By Ellen J. Staurowsky, Ed.D., Professor, Sport Management, Drexel University, Senior Writer
For decades, the National Collegiate Athletic Association (NCAA) has defended restrictive business practices that undervalue and undercompensate college athletes by asserting a philosophical commitment to amateurism. In an August 11, 2017 summary judgement motion filed in In Re: National Collegiate Athletic Association Athletic Grant-in-Aid Cap Antitrust Litigation, the Alston and Jenkins plaintiffs attack the NCAA’s defenses on three grounds. They assert that the NCAA, its member institutions, and conference conspire to limit benefits to Division I football and basketball players resulting in anticompetitive effects and failing to yield procompetitive benefits in violation of the Sherman Antitrust Act.
“In Plain Sight”: A Conspiracy Among the NCAA, Its Members, and Conferences
In sport and other industries, it is not uncommon for competitors operating within the same sphere or space to enter into cooperative agreements that ensure profitability, create market efficiencies, and contribute to economic vibrancy. In the business of big-time college sport, these kinds of horizontal agreements are reflected in the memberships that college and universities have in the NCAA, their respective conferences, and the repressive regulations imposed upon college athletes. Articles and bylaws in the NCAA Manual that outline the obligations of membership (Article 1.3.2), required rules compliance (Article 2.8), and demands for restitution if schools allow ineligible athletes to compete (Bylaw 19.2) serve as examples of how the regulatory system sustains and maintains these horizontal arrangements.
For Division I athletes in the sports of football and basketball, the school teams they sign with compete horizontally for their athletic services. The NCAA, in concert with its member schools, pass regulations that cap the level of athletic scholarships and limit other areas of benefits athletes may receive. In turn, conferences representing NCAA member schools while also maintaining membership themselves in the NCAA, work in tandem with their interlocking partners to impose those rules upon athletes in a way that restricts, rather than fosters, competition.

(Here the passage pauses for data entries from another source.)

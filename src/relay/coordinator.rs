//! Idempotent submission of exit proofs to the root chain.

use crate::error::ZdaoResult;
use crate::gateway::{GatewayError, RootChainGateway};
use crate::types::{RelayProof, TxHash, TxReceipt};
use tracing::info;

/// Revert reason fragment of a root tunnel that already consumed an exit.
pub const EXIT_ALREADY_PROCESSED: &str = "EXIT_ALREADY_PROCESSED";

/// Result of relaying one proof.
#[derive(Debug, Clone, PartialEq, Eq)]
pub enum RelayOutcome {
    /// This call delivered the proof.
    Relayed(TxReceipt),
    /// The root chain had already consumed the proof for `tx_hash`.
    AlreadyRelayed { tx_hash: TxHash },
}

impl RelayOutcome {
    /// Child-chain transaction the relayed proof is for.
    pub fn proven_tx(&self, proof: &RelayProof) -> TxHash {
        match self {
            RelayOutcome::Relayed(_) => proof.tx_hash,
            RelayOutcome::AlreadyRelayed { tx_hash } => *tx_hash,
        }
    }

    pub fn is_already_relayed(&self) -> bool {
        matches!(self, RelayOutcome::AlreadyRelayed { .. })
    }
}

/// Whether a root-chain revert means the exit was consumed earlier.
pub fn is_exit_replay(err: &GatewayError) -> bool {
    matches!(err, GatewayError::Reverted(reason) if reason.contains(EXIT_ALREADY_PROCESSED))
}

/// Submits proofs to the root message receiver.
///
/// Safe to call any number of times with the same proof: a replay rejection
/// is reported as [`RelayOutcome::AlreadyRelayed`], never as an error. A
/// transport failure is returned as `FailedTx` without resubmitting.
#[derive(Clone)]
pub struct RelayCoordinator {
    root: RootChainGateway,
}

impl RelayCoordinator {
    pub fn new(root: RootChainGateway) -> Self {
        Self { root }
    }

    pub async fn relay(&self, proof: &RelayProof) -> ZdaoResult<RelayOutcome> {
        match self.root.receive_message(proof.payload.clone()).await {
            Ok(receipt) => {
                info!(
                    tx = %proof.tx_hash,
                    root_tx = %receipt.tx_hash,
                    "exit proof relayed"
                );
                Ok(RelayOutcome::Relayed(receipt))
            }
            Err(e) if is_exit_replay(&e) => {
                info!(tx = %proof.tx_hash, "exit proof already consumed");
                Ok(RelayOutcome::AlreadyRelayed {
                    tx_hash: proof.tx_hash,
                })
            }
            Err(e) => Err(e.into()),
        }
    }
}
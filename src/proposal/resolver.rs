//! Merges root and child records into [`ProposalView`]s.

use super::state::ProposalState;
use super::view::ProposalView;
use crate::clock::Clock;
use crate::error::{ZdaoError, ZdaoResult};
use crate::gateway::{ChildChainGateway, GatewayError, RootChainGateway};
use crate::metadata::MetadataResolver;
use crate::pagination::paged;
use crate::treasury::{execution_hash, TreasuryExecutor};
use crate::types::{ChildProposalRecord, ProposalId, RootProposalRecord, Zdao};
use futures::future::try_join_all;
use futures::{Stream, TryStreamExt};
use std::sync::Arc;
use tracing::{debug, instrument};

/// Resolves proposals of a zDAO. Cheap to clone; holds only shared handles.
#[derive(Clone)]
pub struct ProposalResolver {
    root: RootChainGateway,
    child: ChildChainGateway,
    metadata: MetadataResolver,
    treasury: Arc<dyn TreasuryExecutor>,
    clock: Arc<dyn Clock>,
    platform_type: u32,
}

impl ProposalResolver {
    pub fn new(
        root: RootChainGateway,
        child: ChildChainGateway,
        metadata: MetadataResolver,
        treasury: Arc<dyn TreasuryExecutor>,
        clock: Arc<dyn Clock>,
        platform_type: u32,
    ) -> Self {
        Self {
            root,
            child,
            metadata,
            treasury,
            clock,
            platform_type,
        }
    }

    pub(crate) fn root(&self) -> &RootChainGateway {
        &self.root
    }

    pub(crate) fn child(&self) -> &ChildChainGateway {
        &self.child
    }

    pub(crate) fn metadata(&self) -> &MetadataResolver {
        &self.metadata
    }

    pub(crate) fn treasury(&self) -> &dyn TreasuryExecutor {
        self.treasury.as_ref()
    }

    pub(crate) fn platform_type(&self) -> u32 {
        self.platform_type
    }

    /// Resolve one proposal.
    ///
    /// Fails with `NotFound` when the registry returns a record with another
    /// id than the one asked for.
    #[instrument(skip(self, zdao), fields(zdao = %zdao.id))]
    pub async fn resolve(&self, zdao: &Zdao, proposal_id: ProposalId) -> ZdaoResult<ProposalView> {
        let record = match self.root.get_proposal(zdao.id, proposal_id).await {
            Ok(record) => record,
            Err(GatewayError::NotFound) => {
                return Err(ZdaoError::not_found(format!(
                    "proposal {} of zDAO {}",
                    proposal_id, zdao.id
                )))
            }
            Err(e) => return Err(e.into()),
        };

        if record.id != proposal_id {
            return Err(ZdaoError::not_found(format!(
                "registry returned proposal {} when asked for {}",
                record.id, proposal_id
            )));
        }

        self.resolve_record(zdao, record).await
    }

    /// Lazily list every proposal of `zdao`, page by page.
    ///
    /// Items inside a page resolve concurrently; pages run in order.
    pub fn list<'a>(
        &'a self,
        zdao: &'a Zdao,
        page_size: u32,
    ) -> impl Stream<Item = ZdaoResult<ProposalView>> + 'a {
        paged(page_size, move |offset, limit| self.list_page(zdao, offset, limit))
    }

    /// Collect [`list`](Self::list) into a vector.
    pub async fn list_all(&self, zdao: &Zdao, page_size: u32) -> ZdaoResult<Vec<ProposalView>> {
        self.list(zdao, page_size).try_collect().await
    }

    /// Resolve one page of proposals.
    pub async fn list_page(
        &self,
        zdao: &Zdao,
        offset: u64,
        limit: u32,
    ) -> ZdaoResult<Vec<ProposalView>> {
        let records = self.root.list_proposals(zdao.id, offset, limit).await?;
        try_join_all(
            records
                .into_iter()
                .map(|record| self.resolve_record(zdao, record)),
        )
        .await
    }

    /// Merge an already-fetched root record with its child record and
    /// metadata.
    pub async fn resolve_record(
        &self,
        zdao: &Zdao,
        record: RootProposalRecord,
    ) -> ZdaoResult<ProposalView> {
        let (child, metadata) = tokio::try_join!(
            self.fetch_child(zdao, record.id),
            self.metadata.resolve(&record.metadata_ref),
        )?;

        let now = self.clock.now();
        let merged = ProposalView::merge(zdao, record, child, metadata);

        let executed_flag = if self.needs_execution_flag(&merged, now) {
            self.is_executed(&merged).await?
        } else {
            false
        };

        let view = merged.derive(now, executed_flag);
        debug!(proposal = %view.id, state = %view.state(), "resolved proposal");
        Ok(view)
    }

    async fn fetch_child(
        &self,
        zdao: &Zdao,
        proposal_id: ProposalId,
    ) -> ZdaoResult<Option<ChildProposalRecord>> {
        if !zdao.is_synced {
            return Ok(None);
        }
        Ok(self.child.get_proposal(zdao.id, proposal_id).await?)
    }

    /// The executed flag only matters once rules 1-3 have not matched.
    fn needs_execution_flag(&self, view: &ProposalView, now: u64) -> bool {
        !view.canceled && view.end().is_some_and(|end| now > end)
    }

    async fn is_executed(&self, view: &ProposalView) -> ZdaoResult<bool> {
        if view.executed {
            return Ok(true);
        }
        let hash = execution_hash(self.platform_type, view.zdao_id, view.id);
        Ok(self.treasury.is_executed(&hash).await?)
    }

    /// Proposals of `zdao` currently in `state`.
    pub async fn list_by_state(
        &self,
        zdao: &Zdao,
        page_size: u32,
        state: ProposalState,
    ) -> ZdaoResult<Vec<ProposalView>> {
        self.list(zdao, page_size)
            .try_filter(|view| futures::future::ready(view.state() == state))
            .try_collect()
            .await
    }
}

According to the plaintiffs, the NCAA’s rules restraining and limiting athlete compensation results in two things: less competition for athletes’ services and an attendant diversion of competition into what they refer to in the motion as “inefficient substitutes”. In effect, the suppression in the market for athlete services and limitations on athlete compensation results in an escalation of what has come to be called the athletics arms race, where spending is funneled to an expansion of athletic facilities and where coaches and administrators are enriched through ever more lucrative salary and compensation packages.
In support of their claims, plaintiffs refer to an NCAA expert who testified that “If the injunctive relief were granted, some putative class members would be displaced…by players drawn to these institutions by increased payments” (Motion, p. 5). While the NCAA argues that such restraints are necessary in order to preserve consumer demand for amateurism, the restraints themselves prevent schools from offering more benefits to players. According to the plaintiffs, “This is the very paradigm of a significant anticompetitive restraint on competition” (Motion, p. 6).

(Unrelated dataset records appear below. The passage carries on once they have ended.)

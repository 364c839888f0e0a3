//! Wall-clock source for state derivation.

use std::sync::atomic::{AtomicU64, Ordering};
use std::sync::Arc;
use std::time::{SystemTime, UNIX_EPOCH};

/// Seconds since the Unix epoch.
pub trait Clock: Send + Sync {
    fn now(&self) -> u64;
}

/// System time.
#[derive(Debug, Clone, Copy, Default)]
pub struct SystemClock;

impl Clock for SystemClock {
    fn now(&self) -> u64 {
        SystemTime::now()
            .duration_since(UNIX_EPOCH)
            .map(|d| d.as_secs())
            .unwrap_or(0)
    }
}

/// Manually driven clock for tests and replays.
#[derive(Debug, Clone, Default)]
pub struct FixedClock(Arc<AtomicU64>);

impl FixedClock {
    pub fn new(now: u64) -> Self {
        Self(Arc::new(AtomicU64::new(now)))
    }

    pub fn set(&self, now: u64) {
        self.0.store(now, Ordering::SeqCst);
    }

    pub fn advance(&self, secs: u64) {
        self.0.fetch_add(secs, Ordering::SeqCst);
    }
}

impl Clock for FixedClock {
    fn now(&self) -> u64 {
        self.0.load(Ordering::SeqCst)
    }
}

#[cfg(test)]
mod tests {
    use super::*;

    #[test]
    fn test_fixed_clock_shared_between_clones() {
        let clock = FixedClock::new(100);
        let other = clock.clone();
        clock.advance(50);
        assert_eq!(other.now(), 150);
        other.set(10);
        assert_eq!(clock.now(), 10);
    }

    #[test]
    fn test_system_clock_is_past_2020() {
        assert!(SystemClock.now() > 1_577_836_800);
    }
}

NCAA Unable to Prove Procompetitive Justifications for Its Practices
As they did in O’Bannon et al. v. NCAA et al. (2015), the NCAA seeks to defend the capping of athlete compensation by arguing that “their amateurism rules are necessary to differentiate Division I basketball and FBS football from professional sports and thereby maintain consumer demand” (Motion, p. 7). Stated another way, the NCAA argues that amateurism is critical to distinguishing college football and basketball from professional sports. As stated by plaintiffs, “…Defendants contend that there is an unwavering bright line between ‘amateurs’ and ‘professionals’ at the cost of attendance (what the Ninth Circuit described in O’Bannon as compensation tethered to education), and that crossing the COA line by so much as one penny would destroy consumer demand for these sports” (Motion, p. 7).

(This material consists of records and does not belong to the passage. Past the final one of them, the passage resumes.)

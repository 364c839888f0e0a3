//! Child-chain voting contract facade.

use super::root::submit_with_margin;
use super::traits::{ChildChainRpc, ContractCall, GatewayError, GatewayResult};
use crate::types::{ChildProposalRecord, ProposalId, TxReceipt, ZdaoId};
use std::sync::Arc;

/// Read facade over the child-chain voting contract.
#[derive(Clone)]
pub struct ChildChainGateway {
    rpc: Arc<dyn ChildChainRpc>,
}

impl ChildChainGateway {
    pub fn new(rpc: Arc<dyn ChildChainRpc>) -> Self {
        Self { rpc }
    }

    /// Child record, or `None` while the proposal is not mirrored yet.
    ///
    /// A zero-id record and `NotFound` both mean "not mirrored"; every other
    /// RPC failure is an error.
    pub async fn get_proposal(
        &self,
        zdao_id: ZdaoId,
        proposal_id: ProposalId,
    ) -> GatewayResult<Option<ChildProposalRecord>> {
        match self.rpc.get_proposal(zdao_id, proposal_id).await {
            Ok(record) if record.id.is_zero() => Ok(None),
            Ok(record) => Ok(Some(record)),
            Err(GatewayError::NotFound) => Ok(None),
            Err(e) => Err(e),
        }
    }

    pub async fn is_zdao_synced(&self, zdao_id: ZdaoId) -> GatewayResult<bool> {
        self.rpc.is_zdao_synced(zdao_id).await
    }

    /// Ask the child chain to finalize its local tally. The receipt hash is
    /// the transaction later proven to the root chain.
    pub async fn calculate_proposal(
        &self,
        zdao_id: ZdaoId,
        proposal_id: ProposalId,
    ) -> GatewayResult<TxReceipt> {
        let call = ContractCall::CalculateProposal {
            zdao_id,
            proposal_id,
        };
        submit_with_margin(self.rpc.as_ref(), &call).await
    }
}

#[cfg(test)]
mod tests {
    use super::*;
    use crate::gateway::mock::MockChildChain;

    fn record(id: u64) -> ChildProposalRecord {
        ChildProposalRecord {
            id: ProposalId(id),
            start_timestamp: 100,
            end_timestamp: 200,
            snapshot_block: 7,
            tally: vec![1, 2],
            voters: 2,
            calculated: false,
        }
    }

    #[tokio::test]
    async fn test_missing_record_is_none() {
        let mock = MockChildChain::new();
        let gateway = ChildChainGateway::new(Arc::new(mock));
        let got = gateway.get_proposal(ZdaoId(1), ProposalId(3)).await.unwrap();
        assert!(got.is_none());
    }

    #[tokio::test]
    async fn test_zero_id_record_is_none() {
        let mock = MockChildChain::new();
        mock.put_proposal(ZdaoId(1), ProposalId(3), record(0));
        let gateway = ChildChainGateway::new(Arc::new(mock));
        let got = gateway.get_proposal(ZdaoId(1), ProposalId(3)).await.unwrap();
        assert!(got.is_none());
    }

    #[tokio::test]
    async fn test_transport_error_propagates() {
        let mock = MockChildChain::new();
        mock.fail_next_read(GatewayError::Network("connection reset".into()));
        let gateway = ChildChainGateway::new(Arc::new(mock));
        let err = gateway
            .get_proposal(ZdaoId(1), ProposalId(3))
            .await
            .unwrap_err();
        assert_eq!(err, GatewayError::Network("connection reset".into()));
    }

    #[tokio::test]
    async fn test_calculate_marks_record() {
        let mock = MockChildChain::new();
        mock.put_proposal(ZdaoId(1), ProposalId(3), record(3));
        let gateway = ChildChainGateway::new(Arc::new(mock.clone()));

        let receipt = gateway
            .calculate_proposal(ZdaoId(1), ProposalId(3))
            .await
            .unwrap();
        assert!(!receipt.tx_hash.is_zero());

        let got = gateway
            .get_proposal(ZdaoId(1), ProposalId(3))
            .await
            .unwrap()
            .unwrap();
        assert!(got.calculated);
    }
}
//! Checkpoint inclusion polling and exit proof construction.
//!
//! A child-chain transaction can only be proven to the root chain once the
//! bridge has included it in a checkpoint. [`CheckpointProofService`] polls
//! for that on a [`PollSchedule`], can be cancelled through a
//! [`CancelToken`], and gives up with `NotCheckpointed` after the
//! configured timeout.

use super::traits::BridgeClient;
use crate::config::BridgeConfig;
use crate::error::{ZdaoError, ZdaoResult};
use crate::types::{RelayProof, TxHash};
use std::sync::Arc;
use std::time::Duration;
use tokio::sync::watch;
use tokio::time::Instant;
use tracing::{debug, info, instrument, warn};

/// Signature of the message-sent event the child tunnel emits.
pub const MESSAGE_SENT_EVENT_SIG: &str =
    "0x8c5261668696ce22758910d05bab8f186d6eb247ceac2af2e82c7dc17669b036";

/// Shortest delay between two polls.
pub const MIN_POLL_INTERVAL: Duration = Duration::from_millis(1);

/// Create a connected cancel handle and token.
pub fn cancel_pair() -> (CancelHandle, CancelToken) {
    let (tx, rx) = watch::channel(false);
    (CancelHandle { tx }, CancelToken { rx })
}

/// Owner side of a cancellation signal.
#[derive(Debug)]
pub struct CancelHandle {
    tx: watch::Sender<bool>,
}

impl CancelHandle {
    pub fn cancel(&self) {
        self.tx.send_replace(true);
    }

    pub fn token(&self) -> CancelToken {
        CancelToken {
            rx: self.tx.subscribe(),
        }
    }
}

/// Observer side of a cancellation signal. Cheap to clone.
#[derive(Debug, Clone)]
pub struct CancelToken {
    rx: watch::Receiver<bool>,
}

impl CancelToken {
    /// A token that never fires.
    pub fn never() -> Self {
        let (_tx, rx) = watch::channel(false);
        Self { rx }
    }

    pub fn is_cancelled(&self) -> bool {
        *self.rx.borrow()
    }

    /// Resolves once cancelled. Pends forever if the handle is dropped
    /// without cancelling.
    pub async fn cancelled(&self) {
        let mut rx = self.rx.clone();
        loop {
            if *rx.borrow_and_update() {
                return;
            }
            if rx.changed().await.is_err() {
                std::future::pending::<()>().await;
            }
        }
    }
}

/// Delay between checkpoint polls.
#[derive(Debug, Clone, Copy, PartialEq, Eq)]
pub struct PollSchedule {
    pub interval: Duration,
    /// Cap for exponential growth.
    pub max_interval: Duration,
    pub exponential: bool,
    /// Give up after this long; `None` waits indefinitely.
    pub timeout: Option<Duration>,
}

impl PollSchedule {
    /// Intervals below [`MIN_POLL_INTERVAL`] are raised to it.
    pub fn fixed(interval: Duration) -> Self {
        let interval = interval.max(MIN_POLL_INTERVAL);
        Self {
            interval,
            max_interval: interval,
            exponential: false,
            timeout: None,
        }
    }

    pub fn exponential(interval: Duration, max_interval: Duration) -> Self {
        let interval = interval.max(MIN_POLL_INTERVAL);
        Self {
            interval,
            max_interval,
            exponential: true,
            timeout: None,
        }
    }

    pub fn with_timeout(mut self, timeout: Option<Duration>) -> Self {
        self.timeout = timeout;
        self
    }

    pub fn from_config(config: &BridgeConfig) -> ZdaoResult<Self> {
        Ok(Self {
            interval: config.poll_interval()?,
            max_interval: config.max_poll_interval()?,
            exponential: config.exponential_backoff,
            timeout: config.timeout()?,
        })
    }

    /// Delay after poll number `attempt` (0-based).
    pub fn delay(&self, attempt: u32) -> Duration {
        let interval = self.interval.max(MIN_POLL_INTERVAL);
        if !self.exponential {
            return interval;
        }
        let factor = 2u32.checked_pow(attempt).unwrap_or(u32::MAX);
        interval
            .saturating_mul(factor)
            .min(self.max_interval.max(interval))
    }
}

/// Polls the bridge and builds exit proofs.
#[derive(Clone)]
pub struct CheckpointProofService {
    bridge: Arc<dyn BridgeClient>,
}

impl CheckpointProofService {
    pub fn new(bridge: Arc<dyn BridgeClient>) -> Self {
        Self { bridge }
    }

    pub async fn is_checkpointed(&self, tx_hash: &TxHash) -> ZdaoResult<bool> {
        Ok(self.bridge.is_checkpointed(tx_hash).await?)
    }

    /// Wait until `tx_hash` is checkpointed, then build its exit proof.
    ///
    /// Transient bridge errors count as "not yet" and are retried at the
    /// next tick. Cancellation is observed while polling, while sleeping
    /// and while the proof is built.
    #[instrument(skip(self, tx_hash, schedule, cancel), fields(tx = %tx_hash))]
    pub async fn wait_for_checkpoint(
        &self,
        tx_hash: &TxHash,
        schedule: &PollSchedule,
        cancel: &CancelToken,
    ) -> ZdaoResult<RelayProof> {
        let started = Instant::now();
        let deadline = schedule.timeout.map(|t| started + t);
        let mut attempt = 0u32;

        loop {
            if cancel.is_cancelled() {
                return Err(canceled(tx_hash));
            }

            let polled = tokio::select! {
                _ = cancel.cancelled() => return Err(canceled(tx_hash)),
                polled = self.bridge.is_checkpointed(tx_hash) => polled,
            };

            match polled {
                Ok(true) => break,
                Ok(false) => debug!(attempt, "not checkpointed yet"),
                Err(e) if e.is_transient() => {
                    warn!(attempt, error = %e, "checkpoint poll failed, retrying next tick")
                }
                Err(e) => return Err(e.into()),
            }

            let now = Instant::now();
            let mut wake = now + schedule.delay(attempt);
            if let Some(deadline) = deadline {
                if now >= deadline {
                    return Err(ZdaoError::NotCheckpointed {
                        tx_hash: tx_hash.to_string(),
                        waited: elapsed_ms(started),
                    });
                }
                wake = wake.min(deadline);
            }
            attempt = attempt.saturating_add(1);

            tokio::select! {
                _ = cancel.cancelled() => return Err(canceled(tx_hash)),
                _ = tokio::time::sleep_until(wake) => {}
            }
        }

        info!(
            polls = attempt + 1,
            waited_ms = started.elapsed().as_millis() as u64,
            "transaction checkpointed"
        );
        tokio::select! {
            _ = cancel.cancelled() => Err(canceled(tx_hash)),
            proof = self.build_proof(tx_hash) => proof,
        }
    }

    /// Build the exit proof for an already checkpointed transaction.
    ///
    /// Bridge errors are returned as `FailedTx` on the first failure.
    pub async fn build_proof(&self, tx_hash: &TxHash) -> ZdaoResult<RelayProof> {
        let payload = self
            .bridge
            .build_exit_proof(tx_hash, MESSAGE_SENT_EVENT_SIG)
            .await?;

        debug!(tx = %tx_hash, bytes = payload.len(), "built exit proof");
        Ok(RelayProof {
            tx_hash: *tx_hash,
            payload,
        })
    }
}

fn elapsed_ms(started: Instant) -> Duration {
    Duration::from_millis(started.elapsed().as_millis() as u64)
}

fn canceled(tx_hash: &TxHash) -> ZdaoError {
    ZdaoError::Canceled(format!("checkpoint wait for {}", tx_hash))
}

Citing to testimony from Dr. Mark Emmert, president of the NCAA, the reason why athletes are not permitted to receive cash compensation above COA is that college sports “need to be of students, by students and for no other purpose than competitions among those students; not as a profession” (Motion, p. 8). Plaintiffs argue, however, that the restraints imposed on compensation by the NCAA are “not tied to any fixed, COA-based notion of amateurism” nor is there evidence to support the NCAA’s claims that consumer demand would be negatively affected by conferences or schools offering athletes benefits above cost of attendance.
In deposition testimony from Kevin Lennon, NCAA vice president for Division I governance, he admitted that the NCAA membership, “at any point in time”, can agree to change rules pertaining to the benefits considered to be incidental to participation “without violating the principle of amateurism”. Benefits incidental to participation, which have expanded over the years in nature and kind and are largely addressed in NCAA Bylaw 16, include for example things such as gift suite items1; apparel, equipment, and supplies; coverage of expenses for family members to attend certain championship events; and costs incurred by athletes competing in national championships, attending Olympic trials or national team tryouts. Other college sport officials, including commissioner of the Big 12, Bob Bowlsby and recently retired commissioner of the Southeastern Conference (SEC), Mike Slive both testified that gift suite items, which might be worth as much as $450 per item, were not related to educational expenses.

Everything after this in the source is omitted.